==== Records for the exercise

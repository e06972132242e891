use std::time::{SystemTime, UNIX_EPOCH};

/// Get the current system time in epoch format.
///
/// # Returns
///
/// Current system time in seconds from epoch, or `0` if the system clock is
/// set before the epoch.
#[must_use]
pub fn now_from_epoch() -> u64 {
    to_epoch(SystemTime::now())
}

/// Converts a point in time to seconds from epoch.
///
/// Times before the epoch clamp to `0`.
#[must_use]
pub fn to_epoch(time: SystemTime) -> u64 {
    time.duration_since(UNIX_EPOCH)
        .map_or(0, |elapsed| elapsed.as_secs())
}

========

Return, exactly as written, the "in epoch format." line and each line after it through the end of the listing above.

» **Result for this task**:
/// Get the current system time in epoch format.
///
/// # Returns
///
/// Current system time in seconds from epoch, or `0` if the system clock is
/// set before the epoch.
#[must_use]
pub fn now_from_epoch() -> u64 {
    to_epoch(SystemTime::now())
}

/// Converts a point in time to seconds from epoch.
///
/// Times before the epoch clamp to `0`.
#[must_use]
pub fn to_epoch(time: SystemTime) -> u64 {
    time.duration_since(UNIX_EPOCH)
        .map_or(0, |elapsed| elapsed.as_secs())
}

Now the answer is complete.